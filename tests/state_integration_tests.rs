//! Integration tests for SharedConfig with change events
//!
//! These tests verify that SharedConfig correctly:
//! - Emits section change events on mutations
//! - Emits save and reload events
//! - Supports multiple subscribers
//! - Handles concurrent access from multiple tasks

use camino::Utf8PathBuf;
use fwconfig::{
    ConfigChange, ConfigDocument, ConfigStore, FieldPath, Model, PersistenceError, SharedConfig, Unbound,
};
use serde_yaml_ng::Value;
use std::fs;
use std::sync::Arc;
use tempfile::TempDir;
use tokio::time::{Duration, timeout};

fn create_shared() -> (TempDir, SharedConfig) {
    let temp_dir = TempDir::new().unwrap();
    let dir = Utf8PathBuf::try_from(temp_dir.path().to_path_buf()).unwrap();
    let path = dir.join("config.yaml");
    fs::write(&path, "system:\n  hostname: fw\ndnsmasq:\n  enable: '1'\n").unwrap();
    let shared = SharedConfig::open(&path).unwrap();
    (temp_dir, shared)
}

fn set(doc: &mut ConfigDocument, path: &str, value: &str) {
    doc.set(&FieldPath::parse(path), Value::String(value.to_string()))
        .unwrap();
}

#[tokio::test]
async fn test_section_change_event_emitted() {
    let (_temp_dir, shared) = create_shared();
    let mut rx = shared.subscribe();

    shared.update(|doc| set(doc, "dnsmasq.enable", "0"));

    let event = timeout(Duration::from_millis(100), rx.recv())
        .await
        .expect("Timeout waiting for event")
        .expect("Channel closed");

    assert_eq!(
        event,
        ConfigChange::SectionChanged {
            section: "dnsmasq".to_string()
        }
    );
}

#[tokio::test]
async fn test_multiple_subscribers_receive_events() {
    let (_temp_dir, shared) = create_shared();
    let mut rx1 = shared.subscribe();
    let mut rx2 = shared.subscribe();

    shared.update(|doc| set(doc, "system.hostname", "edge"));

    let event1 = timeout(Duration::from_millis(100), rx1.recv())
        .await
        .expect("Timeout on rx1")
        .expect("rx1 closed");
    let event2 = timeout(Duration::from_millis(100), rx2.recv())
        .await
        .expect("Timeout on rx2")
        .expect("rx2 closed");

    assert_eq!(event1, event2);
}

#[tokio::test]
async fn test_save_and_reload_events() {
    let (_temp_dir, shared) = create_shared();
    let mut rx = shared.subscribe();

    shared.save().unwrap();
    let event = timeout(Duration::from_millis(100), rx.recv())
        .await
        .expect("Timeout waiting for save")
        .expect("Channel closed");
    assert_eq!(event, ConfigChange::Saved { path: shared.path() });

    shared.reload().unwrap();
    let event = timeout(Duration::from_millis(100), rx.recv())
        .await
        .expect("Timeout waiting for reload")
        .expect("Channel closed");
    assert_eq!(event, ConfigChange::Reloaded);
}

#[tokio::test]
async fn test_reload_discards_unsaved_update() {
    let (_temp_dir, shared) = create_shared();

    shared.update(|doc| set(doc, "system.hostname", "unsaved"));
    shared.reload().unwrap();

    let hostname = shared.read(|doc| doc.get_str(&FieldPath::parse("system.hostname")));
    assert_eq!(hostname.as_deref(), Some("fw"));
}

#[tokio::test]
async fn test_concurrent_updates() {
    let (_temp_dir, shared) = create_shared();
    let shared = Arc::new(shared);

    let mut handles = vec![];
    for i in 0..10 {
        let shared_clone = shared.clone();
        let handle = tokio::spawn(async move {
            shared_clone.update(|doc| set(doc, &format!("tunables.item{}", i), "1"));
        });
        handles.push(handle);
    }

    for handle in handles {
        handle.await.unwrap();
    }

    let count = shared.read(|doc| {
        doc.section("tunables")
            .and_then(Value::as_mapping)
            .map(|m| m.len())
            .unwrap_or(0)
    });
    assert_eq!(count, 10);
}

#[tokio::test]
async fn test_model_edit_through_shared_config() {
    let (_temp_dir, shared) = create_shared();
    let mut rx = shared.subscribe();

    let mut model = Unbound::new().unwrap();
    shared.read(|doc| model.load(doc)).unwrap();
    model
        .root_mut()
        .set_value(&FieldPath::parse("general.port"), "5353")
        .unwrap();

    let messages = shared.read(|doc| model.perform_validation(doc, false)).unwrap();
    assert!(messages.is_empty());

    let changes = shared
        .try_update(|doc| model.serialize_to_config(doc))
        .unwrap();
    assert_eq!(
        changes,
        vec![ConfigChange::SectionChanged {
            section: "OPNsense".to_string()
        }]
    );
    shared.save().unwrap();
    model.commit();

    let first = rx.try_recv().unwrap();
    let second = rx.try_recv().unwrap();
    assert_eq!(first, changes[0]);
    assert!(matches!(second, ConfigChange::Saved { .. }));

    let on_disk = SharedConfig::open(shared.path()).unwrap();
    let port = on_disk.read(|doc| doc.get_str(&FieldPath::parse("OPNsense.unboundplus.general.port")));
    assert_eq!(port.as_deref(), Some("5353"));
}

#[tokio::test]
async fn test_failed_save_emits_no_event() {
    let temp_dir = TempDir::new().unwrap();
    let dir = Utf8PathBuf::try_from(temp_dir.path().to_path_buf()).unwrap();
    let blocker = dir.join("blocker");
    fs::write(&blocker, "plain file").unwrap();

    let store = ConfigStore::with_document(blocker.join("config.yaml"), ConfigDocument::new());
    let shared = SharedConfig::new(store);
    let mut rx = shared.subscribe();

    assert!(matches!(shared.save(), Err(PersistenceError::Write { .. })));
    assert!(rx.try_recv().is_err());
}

■ What you are asked to do: Would you please copy, word for word, everything above from the line containing "let hostname = shared.read(|doc|" down to the line containing "let shared_clone = shared.clone();", those two lines included?

■ Final answer:
    let hostname = shared.read(|doc| doc.get_str(&FieldPath::parse("system.hostname")));
    assert_eq!(hostname.as_deref(), Some("fw"));
}

#[tokio::test]
async fn test_concurrent_updates() {
    let (_temp_dir, shared) = create_shared();
    let shared = Arc::new(shared);

    let mut handles = vec![];
    for i in 0..10 {
        let shared_clone = shared.clone();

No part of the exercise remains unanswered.